Alle 10.25 di quel sabato, un'improvvisa esplosione squarciò l'ala sinistra della stazione ferroviaria di Bologna.
La parte dell'edificio che si affacciava su piazza Medaglie d'Oro e che comprendeva uffici, la sala d'aspetto di seconda classe e il ristorante, venne spazzata via da in un vortice di fuoco, detriti e lamiere. La deflagrazione colpì anche il treno Ancona-Chiasso che si trovava fermo sui binari per un ritardo. Lo scoppio spezzò la vita di 85 innocenti e ferì gravemente altre 200 persone.
I primi soccorsi furono tempestivi e l'intera città si mosse per reagire alla disgrazia.
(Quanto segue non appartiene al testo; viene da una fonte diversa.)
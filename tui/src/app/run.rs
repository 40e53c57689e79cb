use std::io;
use std::time::{Duration, Instant};

use anyhow::Result;
use crossterm::{
    event::{self, Event, KeyEventKind},
    execute,
    terminal::{disable_raw_mode, enable_raw_mode, EnterAlternateScreen, LeaveAlternateScreen},
};
use log::info;
use ratatui::{backend::CrosstermBackend, layout::Rect, Terminal};

use nn_dashboard::{prefs::JsonFileStore, DashboardConfig, IntervalScheduler};

use crate::{
    state::dashboard::{Action, Dashboard},
    ui::{draw, layout},
};

/// File the preferences are kept in, relative to the working directory.
const PREFS_FILE: &str = "nn-dashboard-prefs.json";
const FRAME_PERIOD: Duration = Duration::from_millis(120);

struct TerminalGuard;

impl TerminalGuard {
    fn enter() -> Result<Self> {
        enable_raw_mode()?;
        execute!(io::stdout(), EnterAlternateScreen)?;
        Ok(Self)
    }
}

impl Drop for TerminalGuard {
    fn drop(&mut self) {
        let _ = disable_raw_mode();
        let _ = execute!(io::stdout(), LeaveAlternateScreen);
    }
}

/// Runs the TUI application.
///
/// # Errors
/// Returns an error if the configuration is invalid or terminal setup or rendering fails.
pub fn run(config: DashboardConfig) -> Result<()> {
    let store = JsonFileStore::open(PREFS_FILE);
    let mut dash = Dashboard::new(&config, IntervalScheduler::new(), Box::new(store))?;

    let _guard = TerminalGuard::enter()?;

    let backend = CrosstermBackend::new(io::stdout());
    let mut terminal = Terminal::new(backend)?;
    terminal.clear()?;
    dash.resize(layout::chart_width(terminal.size()?));

    loop {
        let now = Instant::now();
        dash.update(now);
        terminal.draw(|f| draw::draw(f, &dash, now))?;

        if event::poll(FRAME_PERIOD)? {
            match event::read()? {
                Event::Key(k) if k.kind == KeyEventKind::Press => {
                    match dash.handle_key(k.code, Instant::now()) {
                        Action::Quit => break,
                        Action::None => {}
                    }
                }
                Event::Resize(cols, rows) => {
                    dash.resize(layout::chart_width(Rect::new(0, 0, cols, rows)));
                }
                _ => {}
            }
        }
    }

    info!("leaving dashboard");
    terminal.show_cursor()?;
    Ok(())
}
I comuni cittadini si misero immediatamente all'opera per rimuovere le macerie ed estrarre corpi e superstiti il più velocemente possibile, mentre gli autobus del trasporto pubblico aiutarono le poche ambulanze disponibili a trasportare i tantissimi feriti negli ospedali più vicini. Qui, molti medici e infermieri bolognesi rinunciarono volontariamente alle ferie per prestare le cure necessarie alle vittime.
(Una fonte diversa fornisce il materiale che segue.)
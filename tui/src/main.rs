use std::{env, fs::File};

use anyhow::Result;
use env_logger::Target;

use nn_dashboard::DashboardConfig;

mod app;
mod state;
mod ui;

/// The terminal is taken over by the UI, so logs go to this file.
const LOG_FILE: &str = "nn-dashboard.log";

fn main() -> Result<()> {
    let log_file = File::create(LOG_FILE)?;
    env_logger::Builder::from_default_env()
        .target(Target::Pipe(Box::new(log_file)))
        .init();

    let config = DashboardConfig::resolve(env::args().nth(1))?;
    app::run::run(config)
}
Ovunque erano grida e lacrime. L'intero Paese si fermò insieme al grande orologio della stazione.
La vittima più giovane fu la piccola Angela Fresu, appena 3 anni.
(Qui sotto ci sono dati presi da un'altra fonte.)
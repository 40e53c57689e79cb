//! Layer graph built from a [`Topology`] and the edge geometry derived from node positions.

use std::time::Duration;

use crate::topology::Topology;

/// Opacity applied to every connection once a run has started.
pub const EDGE_OPACITY: f64 = 0.3;

/// Delay between two consecutive connections fading in.
pub const EDGE_REVEAL_STEP: Duration = Duration::from_millis(20);

/// Layer-local node identifier.
#[derive(Debug, Clone, Copy, PartialEq, Eq, Hash, PartialOrd, Ord)]
pub struct NodeId {
    pub layer: usize,
    pub index: usize,
}

impl NodeId {
    pub fn new(layer: usize, index: usize) -> Self {
        Self { layer, index }
    }
}

#[derive(Debug, Clone, Copy, PartialEq, Eq)]
pub enum NodeRole {
    Input,
    Hidden,
    Output,
}

impl NodeRole {
    /// Short glyph drawn inside the node.
    pub fn label(self) -> &'static str {
        match self {
            NodeRole::Input => "I",
            NodeRole::Output => "O",
            NodeRole::Hidden => "",
        }
    }
}

#[derive(Debug, Clone, PartialEq, Eq)]
pub struct Node {
    pub id: NodeId,
    pub layer_name: &'static str,
    pub role: NodeRole,
}

/// A connection from a node in layer `i` to a node in layer `i + 1`.
#[derive(Debug, Clone, Copy, PartialEq, Eq, Hash)]
pub struct Edge {
    pub from: NodeId,
    pub to: NodeId,
}

/// Nodes and edges of a fully connected layer stack.
#[derive(Debug, Clone, Default, PartialEq)]
pub struct Graph {
    pub nodes: Vec<Node>,
    pub edges: Vec<Edge>,
}

impl Graph {
    pub fn nodes_with_role(&self, role: NodeRole) -> impl Iterator<Item = &Node> {
        self.nodes.iter().filter(move |n| n.role == role)
    }
}

/// Builds one node per unit and connects every pair of adjacent layers.
pub fn build_graph(topology: &Topology) -> Graph {
    let layers = topology.layers();
    let last = layers.len() - 1;

    let nodes = layers
        .iter()
        .enumerate()
        .flat_map(|(li, layer)| {
            let role = if li == 0 {
                NodeRole::Input
            } else if li == last {
                NodeRole::Output
            } else {
                NodeRole::Hidden
            };
            (0..layer.units).map(move |i| Node {
                id: NodeId::new(li, i),
                layer_name: layer.name,
                role,
            })
        })
        .collect();

    let mut edges = Vec::with_capacity(topology.edge_count());
    for (li, pair) in layers.windows(2).enumerate() {
        for to in 0..pair[1].units {
            for from in 0..pair[0].units {
                edges.push(Edge {
                    from: NodeId::new(li, from),
                    to: NodeId::new(li + 1, to),
                });
            }
        }
    }

    Graph { nodes, edges }
}

/// Center of a node on the host surface.
#[derive(Debug, Clone, Copy, PartialEq, Default)]
pub struct Point {
    pub x: f64,
    pub y: f64,
}

impl Point {
    pub fn new(x: f64, y: f64) -> Self {
        Self { x, y }
    }
}

/// Placement of a single connection: anchored at `origin`, rotated by `angle` radians.
#[derive(Debug, Clone, Copy, PartialEq)]
pub struct EdgeGeometry {
    pub edge: Edge,
    pub origin: Point,
    pub length: f64,
    pub angle: f64,
}

impl EdgeGeometry {
    /// The far end of the connection.
    pub fn end(&self) -> Point {
        Point::new(
            self.origin.x + self.length * self.angle.cos(),
            self.origin.y + self.length * self.angle.sin(),
        )
    }
}

/// Computes length and angle for every edge whose endpoints both have a position.
///
/// Edges touching a node that `position` cannot resolve are skipped.
pub fn layout_edges<F>(graph: &Graph, position: F) -> Vec<EdgeGeometry>
where
    F: Fn(NodeId) -> Option<Point>,
{
    graph
        .edges
        .iter()
        .filter_map(|edge| {
            let from = position(edge.from)?;
            let to = position(edge.to)?;
            let (dx, dy) = (to.x - from.x, to.y - from.y);
            Some(EdgeGeometry {
                edge: *edge,
                origin: from,
                length: dx.hypot(dy),
                angle: dy.atan2(dx),
            })
        })
        .collect()
}

/// Fade-in delay of the connection at `edge_index` when a run starts.
pub fn reveal_delay(edge_index: usize) -> Duration {
    EDGE_REVEAL_STEP * edge_index as u32
}

/// Owns the graph of the currently selected topology.
#[derive(Debug, Clone)]
pub struct NetworkRenderer {
    topology: Topology,
    graph: Graph,
}

impl NetworkRenderer {
    pub fn new(topology: Topology) -> Self {
        Self {
            graph: build_graph(&topology),
            topology,
        }
    }

    /// Replaces the graph; nothing from the previous topology survives.
    pub fn rebuild(&mut self, topology: Topology) {
        log::debug!(
            variant = topology.variant().label(),
            nodes = topology.unit_count(),
            edges = topology.edge_count();
            "rebuilding network graph"
        );
        self.graph = build_graph(&topology);
        self.topology = topology;
    }

    pub fn topology(&self) -> &Topology {
        &self.topology
    }

    pub fn graph(&self) -> &Graph {
        &self.graph
    }

    pub fn layout<F>(&self, position: F) -> Vec<EdgeGeometry>
    where
        F: Fn(NodeId) -> Option<Point>,
    {
        layout_edges(&self.graph, position)
    }
}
Inizialmente si pensò ad un incidente occorso a qualche caldaia, ma quasi subito ci si rese conto che nell'ala colpita non ce n'erano.
A causare l'esplosione infatti fu una bomba, un ordigno composto da 23 kg d'esplosivo nascosto in una valigia piazzata su di un tavolino appena sotto il muro portante dell'ala Ovest, in modo da aumentarne l'effetto dell'onda d'urto. Era stato un attentato terroristico.
Nelle settimane e nei mesi successivi a quella che poi passerà alla storia come "la strage di Bologna", l'intero Paese invocò a gran voce l'identificazione dei responsabili di una simile infamia.
Le indagini però furono fin da subito complicate e inquinate da numerosi "sabotatori" poiché l'attentato, che gli inquirenti ricondussero ad un gruppo terroristico neo-fascista, aveva coinvolto alte sfere della politica e della criminalità organizzata, tanto che ancora oggi, a 38 anni dalla strage, non ne conosciamo ancora i veri mandanti.
Gli unici a finire in manette sono stati gli esecutori materiali dell'atto terroristico: i neofascisti dei Nar (Nuclei Armati Rivoluzionari) Valerio Fioravanti, Francesca Mambro, Gilberto Cavallini e Luigi Ciavardini, ancora minorenne all’epoca della strage. Accanto a loro venne condannato a 10 anni anche Licio Gelli, imprenditore e capo della loggia massonica P2 che fu accusato di aver depistato le indagini.